Stored data
-- Opening Marker --

//! Contact message repository
//!
//! Append-only persistence for contact form submissions. Messages are
//! never updated or deleted through this interface.

use crate::config::DatabaseDriver;
use crate::db::DynDatabasePool;
use crate::models::ContactMessage;
use anyhow::{Context, Result};
use async_trait::async_trait;
use sqlx::{MySqlPool, Row, SqlitePool};
use std::sync::Arc;

/// Contact message repository trait
#[async_trait]
pub trait MessageRepository: Send + Sync {
    /// Persist a new message
    async fn create(&self, message: &ContactMessage) -> Result<()>;

    /// List the most recent messages, newest first
    async fn list_recent(&self, limit: i64) -> Result<Vec<ContactMessage>>;
}

/// SQLx-based message repository implementation
pub struct SqlxMessageRepository {
    pool: DynDatabasePool,
}

impl SqlxMessageRepository {
    /// Create a new SQLx message repository
    pub fn new(pool: DynDatabasePool) -> Self {
        Self { pool }
    }

    /// Create a shared repository for use with dependency injection
    pub fn boxed(pool: DynDatabasePool) -> Arc<dyn MessageRepository> {
        Arc::new(Self::new(pool))
    }

    fn sqlite(&self) -> Result<&SqlitePool> {
        self.pool.as_sqlite().context("SQLite pool unavailable")
    }

    fn mysql(&self) -> Result<&MySqlPool> {
        self.pool.as_mysql().context("MySQL pool unavailable")
    }
}

#[async_trait]
impl MessageRepository for SqlxMessageRepository {
    async fn create(&self, message: &ContactMessage) -> Result<()> {
        match self.pool.driver() {
            DatabaseDriver::Sqlite => create_message_sqlite(self.sqlite()?, message).await,
            DatabaseDriver::Mysql => create_message_mysql(self.mysql()?, message).await,
        }
    }

    async fn list_recent(&self, limit: i64) -> Result<Vec<ContactMessage>> {
        match self.pool.driver() {
            DatabaseDriver::Sqlite => list_recent_sqlite(self.sqlite()?, limit).await,
            DatabaseDriver::Mysql => list_recent_mysql(self.mysql()?, limit).await,
        }
    }
}

async fn create_message_sqlite(pool: &SqlitePool, message: &ContactMessage) -> Result<()> {
    sqlx::query(
        "INSERT INTO messages (id, name, email, message, created_at) VALUES (?, ?, ?, ?, ?)",
    )
    .bind(&message.id)
    .bind(&message.name)
    .bind(&message.email)
    .bind(&message.message)
    .bind(message.created_at)
    .execute(pool)
    .await
    .context("Failed to create message")?;

    Ok(())
}

async fn list_recent_sqlite(pool: &SqlitePool, limit: i64) -> Result<Vec<ContactMessage>> {
    let rows = sqlx::query(
        "SELECT id, name, email, message, created_at FROM messages ORDER BY created_at DESC LIMIT ?",
    )
    .bind(limit)
    .fetch_all(pool)
    .await
    .context("Failed to list messages")?;

    Ok(rows.iter().map(row_to_message_sqlite).collect())
}

fn row_to_message_sqlite(row: &sqlx::sqlite::SqliteRow) -> ContactMessage {
    ContactMessage {
        id: row.get("id"),
        name: row.get("name"),
        email: row.get("email"),
        message: row.get("message"),
        created_at: row.get("created_at"),
    }
}

async fn create_message_mysql(pool: &MySqlPool, message: &ContactMessage) -> Result<()> {
    sqlx::query(
        "INSERT INTO messages (id, name, email, message, created_at) VALUES (?, ?, ?, ?, ?)",
    )
    .bind(&message.id)
    .bind(&message.name)
    .bind(&message.email)
    .bind(&message.message)
    .bind(message.created_at)
    .execute(pool)
    .await
    .context("Failed to create message")?;

    Ok(())
}

async fn list_recent_mysql(pool: &MySqlPool, limit: i64) -> Result<Vec<ContactMessage>> {
    let rows = sqlx::query(
        "SELECT id, name, email, message, created_at FROM messages ORDER BY created_at DESC LIMIT ?",
    )
    .bind(limit)
    .fetch_all(pool)
    .await
    .context("Failed to list messages")?;

    Ok(rows.iter().map(row_to_message_mysql).collect())
}

fn row_to_message_mysql(row: &sqlx::mysql::MySqlRow) -> ContactMessage {
    ContactMessage {
        id: row.get("id"),
        name: row.get("name"),
        email: row.get("email"),
        message: row.get("message"),
        created_at: row.get("created_at"),
    }
}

-- Closing Marker --

EXERCISE BRIEF
Retype every record above exactly as it appears.

RESPONSE BELOW
//! Contact message repository
//!
//! Append-only persistence for contact form submissions. Messages are
//! never updated or deleted through this interface.

use crate::config::DatabaseDriver;
use crate::db::DynDatabasePool;
use crate::models::ContactMessage;
use anyhow::{Context, Result};
use async_trait::async_trait;
use sqlx::{MySqlPool, Row, SqlitePool};
use std::sync::Arc;

/// Contact message repository trait
#[async_trait]
pub trait MessageRepository: Send + Sync {
    /// Persist a new message
    async fn create(&self, message: &ContactMessage) -> Result<()>;

    /// List the most recent messages, newest first
    async fn list_recent(&self, limit: i64) -> Result<Vec<ContactMessage>>;
}

/// SQLx-based message repository implementation
pub struct SqlxMessageRepository {
    pool: DynDatabasePool,
}

impl SqlxMessageRepository {
    /// Create a new SQLx message repository
    pub fn new(pool: DynDatabasePool) -> Self {
        Self { pool }
    }

    /// Create a shared repository for use with dependency injection
    pub fn boxed(pool: DynDatabasePool) -> Arc<dyn MessageRepository> {
        Arc::new(Self::new(pool))
    }

    fn sqlite(&self) -> Result<&SqlitePool> {
        self.pool.as_sqlite().context("SQLite pool unavailable")
    }

    fn mysql(&self) -> Result<&MySqlPool> {
        self.pool.as_mysql().context("MySQL pool unavailable")
    }
}

#[async_trait]
impl MessageRepository for SqlxMessageRepository {
    async fn create(&self, message: &ContactMessage) -> Result<()> {
        match self.pool.driver() {
            DatabaseDriver::Sqlite => create_message_sqlite(self.sqlite()?, message).await,
            DatabaseDriver::Mysql => create_message_mysql(self.mysql()?, message).await,
        }
    }

    async fn list_recent(&self, limit: i64) -> Result<Vec<ContactMessage>> {
        match self.pool.driver() {
            DatabaseDriver::Sqlite => list_recent_sqlite(self.sqlite()?, limit).await,
            DatabaseDriver::Mysql => list_recent_mysql(self.mysql()?, limit).await,
        }
    }
}

async fn create_message_sqlite(pool: &SqlitePool, message: &ContactMessage) -> Result<()> {
    sqlx::query(
        "INSERT INTO messages (id, name, email, message, created_at) VALUES (?, ?, ?, ?, ?)",
    )
    .bind(&message.id)
    .bind(&message.name)
    .bind(&message.email)
    .bind(&message.message)
    .bind(message.created_at)
    .execute(pool)
    .await
    .context("Failed to create message")?;

    Ok(())
}

async fn list_recent_sqlite(pool: &SqlitePool, limit: i64) -> Result<Vec<ContactMessage>> {
    let rows = sqlx::query(
        "SELECT id, name, email, message, created_at FROM messages ORDER BY created_at DESC LIMIT ?",
    )
    .bind(limit)
    .fetch_all(pool)
    .await
    .context("Failed to list messages")?;

    Ok(rows.iter().map(row_to_message_sqlite).collect())
}

fn row_to_message_sqlite(row: &sqlx::sqlite::SqliteRow) -> ContactMessage {
    ContactMessage {
        id: row.get("id"),
        name: row.get("name"),
        email: row.get("email"),
        message: row.get("message"),
        created_at: row.get("created_at"),
    }
}

async fn create_message_mysql(pool: &MySqlPool, message: &ContactMessage) -> Result<()> {
    sqlx::query(
        "INSERT INTO messages (id, name, email, message, created_at) VALUES (?, ?, ?, ?, ?)",
    )
    .bind(&message.id)
    .bind(&message.name)
    .bind(&message.email)
    .bind(&message.message)
    .bind(message.created_at)
    .execute(pool)
    .await
    .context("Failed to create message")?;

    Ok(())
}

async fn list_recent_mysql(pool: &MySqlPool, limit: i64) -> Result<Vec<ContactMessage>> {
    let rows = sqlx::query(
        "SELECT id, name, email, message, created_at FROM messages ORDER BY created_at DESC LIMIT ?",
    )
    .bind(limit)
    .fetch_all(pool)
    .await
    .context("Failed to list messages")?;

    Ok(rows.iter().map(row_to_message_mysql).collect())
}

fn row_to_message_mysql(row: &sqlx::mysql::MySqlRow) -> ContactMessage {
    ContactMessage {
        id: row.get("id"),
        name: row.get("name"),
        email: row.get("email"),
        message: row.get("message"),
        created_at: row.get("created_at"),
    }
}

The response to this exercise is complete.